- **YOUR OBJECTIVE**
Restate the listing in full, keeping every word as it is.

__________________________________________________

pub mod browser_manager;
pub mod extract;
pub mod portal_form;
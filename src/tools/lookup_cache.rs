//! TTL cache of scraped records with single-flight population.
//!
//! Backed by `moka::future::Cache`: concurrent `get_or_compute` calls for the
//! same key coalesce onto one in-flight computation, errors are handed to
//! every waiter but never stored, and expired entries read as misses.

use moka::future::Cache;
use std::future::Future;
use std::sync::Arc;
use tracing::{debug, info};

use crate::core::config::CacheSettings;
use crate::core::types::{CacheEntry, LookupKey};

#[derive(Clone)]
pub struct LookupCache {
    inner: Cache<LookupKey, CacheEntry>,
    settings: CacheSettings,
}

impl std::fmt::Debug for LookupCache {
    fn fmt(&self, f: &mut std::fmt::Formatter<'_>) -> std::fmt::Result {
        f.debug_struct("LookupCache")
            .field("ttl", &self.settings.ttl)
            .field("max_entries", &self.settings.max_entries)
            .field("entries", &self.inner.entry_count())
            .finish()
    }
}

impl LookupCache {
    pub fn new(settings: CacheSettings) -> Self {
        let inner = Cache::builder()
            .max_capacity(settings.max_entries)
            .time_to_live(settings.ttl)
            .eviction_listener(|key: Arc<LookupKey>, _entry, cause| {
                debug!("Cache entry for RUC {} evicted ({:?})", key, cause);
            })
            .build();
        Self { inner, settings }
    }

    /// Unexpired entry for `key`, if any.
    pub async fn get(&self, key: &LookupKey) -> Option<CacheEntry> {
        self.inner.get(key).await
    }

    /// Return the cached entry, or run `compute` to produce one.
    ///
    /// At most one `compute` runs per key at a time; concurrent callers wait
    /// for it and share its outcome. The returned flag is `true` only for
    /// the caller whose `compute` installed the entry.
    pub async fn get_or_compute<F, E>(
        &self,
        key: &LookupKey,
        compute: F,
    ) -> Result<(CacheEntry, bool), Arc<E>>
    where
        F: Future<Output = Result<CacheEntry, E>>,
        E: Send + Sync + 'static,
    {
        let entry = self
            .inner
            .entry_by_ref(key)
            .or_try_insert_with(compute)
            .await?;
        let fresh = entry.is_fresh();
        if fresh {
            info!("💾 Cached record for RUC {} (ttl {:?})", key, self.settings.ttl);
        } else {
            debug!("Cache hit for RUC {}", key);
        }
        Ok((entry.into_value(), fresh))
    }

    /// Approximate number of live entries.
    pub fn entry_count(&self) -> u64 {
        self.inner.entry_count()
    }

    /// Apply pending evictions now (moka otherwise does this lazily).
    pub async fn run_pending_tasks(&self) {
        self.inner.run_pending_tasks().await;
    }
}
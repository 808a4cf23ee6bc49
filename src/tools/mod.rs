pub mod lookup;
pub mod lookup_cache;
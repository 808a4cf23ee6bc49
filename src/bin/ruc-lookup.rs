//! One-shot / batch RUC lookup against the live portal, without the HTTP layer.
//!
//! Usage:
//!   ruc-lookup 20106897914 20100039207
//!   ruc-lookup --file rucs.txt
//!
//! Prints one JSON object per RUC on stdout: the record, or
//! `{"ruc": ..., "error": ..., "kind": ...}`. Exit code 1 if any lookup failed.

use anyhow::{bail, Context};
use std::sync::Arc;

use sunat_scout::config::load_scout_config;
use sunat_scout::{ChromeLauncher, LookupService};

fn collect_keys() -> anyhow::Result<Vec<String>> {
    let mut keys = Vec::new();
    let mut args = std::env::args().skip(1);
    while let Some(arg) = args.next() {
        if arg == "--file" {
            let path = args.next().context("--file needs a path")?;
            let contents = std::fs::read_to_string(&path)
                .with_context(|| format!("reading {}", path))?;
            keys.extend(
                contents
                    .lines()
                    .map(str::trim)
                    .filter(|l| !l.is_empty() && !l.starts_with('#'))
                    .map(str::to_string),
            );
        } else {
            let arg = arg.trim();
            if !arg.is_empty() {
                keys.push(arg.to_string());
            }
        }
    }
    if keys.is_empty() {
        bail!("usage: ruc-lookup <RUC>... [--file PATH]");
    }
    Ok(keys)
}

#[tokio::main]
async fn main() -> anyhow::Result<()> {
    let env_filter = tracing_subscriber::EnvFilter::try_from_default_env()
        .unwrap_or_else(|_| tracing_subscriber::EnvFilter::new("warn"));
    tracing_subscriber::fmt()
        .with_env_filter(env_filter)
        .with_writer(std::io::stderr)
        .init();

    let keys = collect_keys()?;
    let settings = load_scout_config().settings();
    let launcher = Arc::new(ChromeLauncher::new(settings.browser.clone()));
    let service = LookupService::new(&settings, launcher);

    let mut failures = 0usize;
    for key in keys {
        let line = match service.lookup(&key).await {
            Ok(outcome) => serde_json::to_string(outcome.record())?,
            Err(e) => {
                failures += 1;
                serde_json::json!({
                    "ruc": key,
                    "error": e.to_string(),
                    "kind": e.kind().as_str(),
                })
                .to_string()
            }
        };
        println!("{}", line);
    }

    if failures > 0 {
        std::process::exit(1);
    }
    Ok(())
}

__________________________________________________

- **YOUR RESPONSE**
pub mod browser_manager;
pub mod extract;
pub mod portal_form;
filename src/tools/lookup_cache.rs
//! TTL cache of scraped records with single-flight population.
//!
//! Backed by `moka::future::Cache`: concurrent `get_or_compute` calls for the
//! same key coalesce onto one in-flight computation, errors are handed to
//! every waiter but never stored, and expired entries read as misses.

use moka::future::Cache;
use std::future::Future;
use std::sync::Arc;
use tracing::{debug, info};

use crate::core::config::CacheSettings;
use crate::core::types::{CacheEntry, LookupKey};

#[derive(Clone)]
pub struct LookupCache {
    inner: Cache<LookupKey, CacheEntry>,
    settings: CacheSettings,
}

impl std::fmt::Debug for LookupCache {
    fn fmt(&self, f: &mut std::fmt::Formatter<'_>) -> std::fmt::Result {
        f.debug_struct("LookupCache")
            .field("ttl", &self.settings.ttl)
            .field("max_entries", &self.settings.max_entries)
            .field("entries", &self.inner.entry_count())
            .finish()
    }
}

impl LookupCache {
    pub fn new(settings: CacheSettings) -> Self {
        let inner = Cache::builder()
            .max_capacity(settings.max_entries)
            .time_to_live(settings.ttl)
            .eviction_listener(|key: Arc<LookupKey>, _entry, cause| {
                debug!("Cache entry for RUC {} evicted ({:?})", key, cause);
            })
            .build();
        Self { inner, settings }
    }

    /// Unexpired entry for `key`, if any.
    pub async fn get(&self, key: &LookupKey) -> Option<CacheEntry> {
        self.inner.get(key).await
    }

    /// Return the cached entry, or run `compute` to produce one.
    ///
    /// At most one `compute` runs per key at a time; concurrent callers wait
    /// for it and share its outcome. The returned flag is `true` only for
    /// the caller whose `compute` installed the entry.
    pub async fn get_or_compute<F, E>(
        &self,
        key: &LookupKey,
        compute: F,
    ) -> Result<(CacheEntry, bool), Arc<E>>
    where
        F: Future<Output = Result<CacheEntry, E>>,
        E: Send + Sync + 'static,
    {
        let entry = self
            .inner
            .entry_by_ref(key)
            .or_try_insert_with(compute)
            .await?;
        let fresh = entry.is_fresh();
        if fresh {
            info!("💾 Cached record for RUC {} (ttl {:?})", key, self.settings.ttl);
        } else {
            debug!("Cache hit for RUC {}", key);
        }
        Ok((entry.into_value(), fresh))
    }

    /// Approximate number of live entries.
    pub fn entry_count(&self) -> u64 {
        self.inner.entry_count()
    }

    /// Apply pending evictions now (moka otherwise does this lazily).
    pub async fn run_pending_tasks(&self) {
        self.inner.run_pending_tasks().await;
    }
}
repository 808a4cf23ee6bc49
filename src/tools/mod.rs
pub mod lookup;
pub mod lookup_cache;
repository 808a4cf23ee6bc49
filename src/bin/ruc-lookup.rs
//! One-shot / batch RUC lookup against the live portal, without the HTTP layer.
//!
//! Usage:
//!   ruc-lookup 20106897914 20100039207
//!   ruc-lookup --file rucs.txt
//!
//! Prints one JSON object per RUC on stdout: the record, or
//! `{"ruc": ..., "error": ..., "kind": ...}`. Exit code 1 if any lookup failed.

use anyhow::{bail, Context};
use std::sync::Arc;

use sunat_scout::config::load_scout_config;
use sunat_scout::{ChromeLauncher, LookupService};

fn collect_keys() -> anyhow::Result<Vec<String>> {
    let mut keys = Vec::new();
    let mut args = std::env::args().skip(1);
    while let Some(arg) = args.next() {
        if arg == "--file" {
            let path = args.next().context("--file needs a path")?;
            let contents = std::fs::read_to_string(&path)
                .with_context(|| format!("reading {}", path))?;
            keys.extend(
                contents
                    .lines()
                    .map(str::trim)
                    .filter(|l| !l.is_empty() && !l.starts_with('#'))
                    .map(str::to_string),
            );
        } else {
            let arg = arg.trim();
            if !arg.is_empty() {
                keys.push(arg.to_string());
            }
        }
    }
    if keys.is_empty() {
        bail!("usage: ruc-lookup <RUC>... [--file PATH]");
    }
    Ok(keys)
}

#[tokio::main]
async fn main() -> anyhow::Result<()> {
    let env_filter = tracing_subscriber::EnvFilter::try_from_default_env()
        .unwrap_or_else(|_| tracing_subscriber::EnvFilter::new("warn"));
    tracing_subscriber::fmt()
        .with_env_filter(env_filter)
        .with_writer(std::io::stderr)
        .init();

    let keys = collect_keys()?;
    let settings = load_scout_config().settings();
    let launcher = Arc::new(ChromeLauncher::new(settings.browser.clone()));
    let service = LookupService::new(&settings, launcher);

    let mut failures = 0usize;
    for key in keys {
        let line = match service.lookup(&key).await {
            Ok(outcome) => serde_json::to_string(outcome.record())?,
            Err(e) => {
                failures += 1;
                serde_json::json!({
                    "ruc": key,
                    "error": e.to_string(),
                    "kind": e.kind().as_str(),
                })
                .to_string()
            }
        };
        println!("{}", line);
    }

    if failures > 0 {
        std::process::exit(1);
    }
    Ok(())
}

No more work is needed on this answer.